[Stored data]

= = = =

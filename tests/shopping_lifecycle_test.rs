// ABOUTME: Integration tests for shopping list generation and the obtain/complete lifecycle
// ABOUTME: Covers range validation, draft edits, atomic completion, and pantry fold-back
//
// SPDX-License-Identifier: MIT OR Apache-2.0
// Copyright (c) 2025 Larder Project

mod common;

use std::sync::Arc;

use chrono::NaiveDate;
use larder::database::Database;
use larder::errors::ErrorCode;
use larder::inventory::InventoryMirror;
use larder::models::{MealType, Unit};
use larder::plan::MealPlanner;
use larder::remote::{FixtureCatalog, RemoteCatalog};
use larder::shopping::ShoppingService;

use common::{inventory_item, recipe_detail};

fn date(day: u32) -> NaiveDate {
    NaiveDate::from_ymd_opt(2025, 6, day).unwrap()
}

struct Harness {
    fixture: Arc<FixtureCatalog>,
    db: Database,
    inventory: Arc<InventoryMirror>,
    service: ShoppingService,
    planner: MealPlanner,
}

async fn harness() -> Harness {
    let fixture = Arc::new(FixtureCatalog::with_recipes(vec![
        recipe_detail(
            1,
            "Pancakes",
            &[(10, "Flour", 200.0, Unit::Grams), (11, "Egg", 2.0, Unit::Count)],
        ),
        recipe_detail(2, "Omelette", &[(11, "Egg", 3.0, Unit::Count)]),
    ]));
    fixture.set_inventory(vec![inventory_item(10, "Flour", 150.0, Unit::Grams)]);

    let remote: Arc<dyn RemoteCatalog> = Arc::clone(&fixture) as Arc<dyn RemoteCatalog>;
    let db = Database::new("sqlite::memory:").await.unwrap();
    let inventory = Arc::new(InventoryMirror::new(Arc::clone(&remote)));
    let service = ShoppingService::new(db.clone(), Arc::clone(&remote), Arc::clone(&inventory));
    let planner = MealPlanner::new(db.clone());
    Harness { fixture, db, inventory, service, planner }
}

async fn plan_week(planner: &MealPlanner) {
    planner.assign_meal(date(9), MealType::Breakfast, 1, "Pancakes").await.unwrap();
    planner.assign_meal(date(9), MealType::Lunch, 2, "Omelette").await.unwrap();
    planner.assign_meal(date(10), MealType::Dinner, 1, "Pancakes").await.unwrap();
}

#[tokio::test]
async fn test_inverted_range_is_rejected_synchronously() {
    let h = harness().await;
    assert!(ShoppingService::has_date_error(date(10), date(5)));
    assert!(!ShoppingService::has_date_error(date(5), date(10)));

    let err = h.service.generate(date(10), date(5)).await.unwrap_err();
    assert_eq!(err.code, ErrorCode::InvalidDateRange);
    assert_eq!(h.fixture.call_count("resolve_shopping_list"), 0);
}

#[tokio::test]
async fn test_empty_window_produces_an_empty_draft() {
    let h = harness().await;
    let list = h.service.generate(date(1), date(7)).await.unwrap();
    assert!(list.items.is_empty());
    assert!(!list.completed);

    let stored = h.db.load_shopping_list(list.id).await.unwrap().unwrap();
    assert_eq!(stored, list);
}

#[tokio::test]
async fn test_generated_draft_covers_the_planned_deficit() {
    let h = harness().await;
    plan_week(&h.planner).await;

    let list = h.service.generate(date(9), date(15)).await.unwrap();
    assert_eq!(list.start_date, date(9));
    assert_eq!(list.end_date, date(15));

    // pancakes twice, omelette once: 7 eggs missing, 250g of flour missing
    assert_eq!(list.items.len(), 2);
    assert_eq!(list.items[0].name, "Egg");
    assert_eq!(list.items[0].quantity, 7.0);
    assert!(!list.items[0].obtained);
    assert_eq!(list.items[1].name, "Flour");
    assert_eq!(list.items[1].quantity, 250.0);

    // meals outside the window do not contribute
    let narrow = h.service.generate(date(10), date(10)).await.unwrap();
    assert_eq!(narrow.items.len(), 2);
    assert_eq!(narrow.items[0].quantity, 2.0);
    assert_eq!(narrow.items[1].quantity, 50.0);
}

#[tokio::test]
async fn test_obtained_toggle_round_trips_through_the_database() {
    let h = harness().await;
    plan_week(&h.planner).await;
    let mut manager = h.service.generate_managed(date(9), date(15)).await.unwrap();
    let list_id = manager.list().id;

    manager.toggle_obtained(11).await.unwrap();
    assert!(manager.list().items[0].obtained);
    assert_eq!(manager.missing_items().len(), 1);
    assert_eq!(manager.obtained_items()[0].name, "Egg");

    let stored = h.db.load_shopping_list(list_id).await.unwrap().unwrap();
    assert!(stored.items[0].obtained);

    // toggling an absent ingredient changes nothing
    manager.toggle_obtained(999).await.unwrap();
    assert_eq!(manager.obtained_items().len(), 1);

    manager.mark_all_missing().await.unwrap();
    assert_eq!(manager.missing_items().len(), 2);
    let stored = h.db.load_shopping_list(list_id).await.unwrap().unwrap();
    assert!(stored.items.iter().all(|i| !i.obtained));
}

#[tokio::test]
async fn test_deleting_an_item_shrinks_the_draft() {
    let h = harness().await;
    plan_week(&h.planner).await;
    let mut manager = h.service.generate_managed(date(9), date(15)).await.unwrap();
    let list_id = manager.list().id;

    manager.delete_item(10).await.unwrap();
    assert_eq!(manager.list().items.len(), 1);
    let stored = h.db.load_shopping_list(list_id).await.unwrap().unwrap();
    assert_eq!(stored.items.len(), 1);
    assert_eq!(stored.items[0].ingredient_id, 11);
}

#[tokio::test]
async fn test_completion_freezes_the_list_and_folds_back_once() {
    let h = harness().await;
    plan_week(&h.planner).await;
    let mut manager = h.service.generate_managed(date(9), date(15)).await.unwrap();
    let list_id = manager.list().id;
    manager.toggle_obtained(11).await.unwrap();

    manager.complete().await.unwrap();
    assert!(manager.is_completed());
    assert!(manager.list().items.iter().all(|i| i.obtained));
    assert_eq!(h.fixture.call_count("apply_inventory_delta"), 1);

    // persisted atomically: completed and fully obtained
    let stored = h.db.load_shopping_list(list_id).await.unwrap().unwrap();
    assert!(stored.completed);
    assert!(stored.items.iter().all(|i| i.obtained));

    // the pantry gained each item's full quantity, and the mirror reloaded
    assert_eq!(h.inventory.quantity_of(10), 400.0);
    assert_eq!(h.inventory.quantity_of(11), 7.0);

    // a second completion and any further edits are silent no-ops
    manager.complete().await.unwrap();
    manager.toggle_obtained(11).await.unwrap();
    manager.delete_item(10).await.unwrap();
    manager.mark_all_missing().await.unwrap();
    assert_eq!(h.fixture.call_count("apply_inventory_delta"), 1);
    let stored = h.db.load_shopping_list(list_id).await.unwrap().unwrap();
    assert_eq!(stored.items.len(), 2);
    assert!(stored.items.iter().all(|i| i.obtained));
}

#[tokio::test]
async fn test_failed_fold_back_leaves_an_editable_draft() {
    let h = harness().await;
    plan_week(&h.planner).await;
    let mut manager = h.service.generate_managed(date(9), date(15)).await.unwrap();
    let list_id = manager.list().id;

    h.fixture.fail_on("apply_inventory_delta");
    assert!(manager.complete().await.is_err());
    assert!(!manager.is_completed());
    let stored = h.db.load_shopping_list(list_id).await.unwrap().unwrap();
    assert!(!stored.completed);

    // the retry starts from the draft state and succeeds
    h.fixture.clear_failures();
    manager.complete().await.unwrap();
    assert!(manager.is_completed());
    assert_eq!(h.fixture.call_count("apply_inventory_delta"), 2);
}

#[tokio::test]
async fn test_failed_write_leaves_memory_matching_the_database() {
    let h = harness().await;
    plan_week(&h.planner).await;
    let mut manager = h.service.generate_managed(date(9), date(15)).await.unwrap();
    let list_id = manager.list().id;

    // make every item write fail at the database layer
    sqlx::query("ALTER TABLE shopping_list_items RENAME TO shopping_list_items_hidden")
        .execute(h.db.pool())
        .await
        .unwrap();

    assert!(manager.toggle_obtained(11).await.is_err());
    assert!(manager.delete_item(10).await.is_err());
    assert!(manager.mark_all_missing().await.is_err());

    // the in-memory draft did not run ahead of the persisted list
    assert_eq!(manager.list().items.len(), 2);
    assert!(manager.list().items.iter().all(|i| !i.obtained));

    sqlx::query("ALTER TABLE shopping_list_items_hidden RENAME TO shopping_list_items")
        .execute(h.db.pool())
        .await
        .unwrap();
    manager.toggle_obtained(11).await.unwrap();
    let stored = h.db.load_shopping_list(list_id).await.unwrap().unwrap();
    assert_eq!(stored, *manager.list());
}

#[tokio::test]
async fn test_retried_completion_folds_back_only_once() {
    let h = harness().await;
    plan_week(&h.planner).await;
    let mut manager = h.service.generate_managed(date(9), date(15)).await.unwrap();
    let list_id = manager.list().id;

    // the pantry fold-back succeeds but the local commit fails
    sqlx::query("ALTER TABLE shopping_lists RENAME TO shopping_lists_hidden")
        .execute(h.db.pool())
        .await
        .unwrap();
    assert!(manager.complete().await.is_err());
    assert!(!manager.is_completed());
    assert_eq!(h.fixture.call_count("apply_inventory_delta"), 1);

    // the retry re-attempts only the commit
    sqlx::query("ALTER TABLE shopping_lists_hidden RENAME TO shopping_lists")
        .execute(h.db.pool())
        .await
        .unwrap();
    manager.complete().await.unwrap();
    assert!(manager.is_completed());
    assert_eq!(h.fixture.call_count("apply_inventory_delta"), 1);
    assert_eq!(h.inventory.quantity_of(11), 7.0);

    let stored = h.db.load_shopping_list(list_id).await.unwrap().unwrap();
    assert!(stored.completed);
    assert!(stored.items.iter().all(|i| i.obtained));
}

#[tokio::test]
async fn test_stored_lists_are_reopened_by_id() {
    let h = harness().await;
    plan_week(&h.planner).await;
    let list = h.service.generate(date(9), date(15)).await.unwrap();

    let manager = h.service.open(list.id).await.unwrap().unwrap();
    assert_eq!(manager.list().id, list.id);
    assert_eq!(manager.list().items.len(), 2);

    let unknown = h.service.open(uuid::Uuid::new_v4()).await.unwrap();
    assert!(unknown.is_none());

    let stored = h.service.stored_lists().await.unwrap();
    assert_eq!(stored.len(), 1);
}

= = = =

_WORK ITEM_. Among the records above, extract exactly the lines from the line with "assert!(manager.list().items.iter().all(|i| i.obtained));" to the line with "the mirror reloaded", both lines included, and leave out the rest.

_SOLUTION FOR THIS EXERCISE_.
    assert!(manager.list().items.iter().all(|i| i.obtained));
    assert_eq!(h.fixture.call_count("apply_inventory_delta"), 1);

    // persisted atomically: completed and fully obtained
    let stored = h.db.load_shopping_list(list_id).await.unwrap().unwrap();
    assert!(stored.completed);
    assert!(stored.items.iter().all(|i| i.obtained));

    // the pantry gained each item's full quantity, and the mirror reloaded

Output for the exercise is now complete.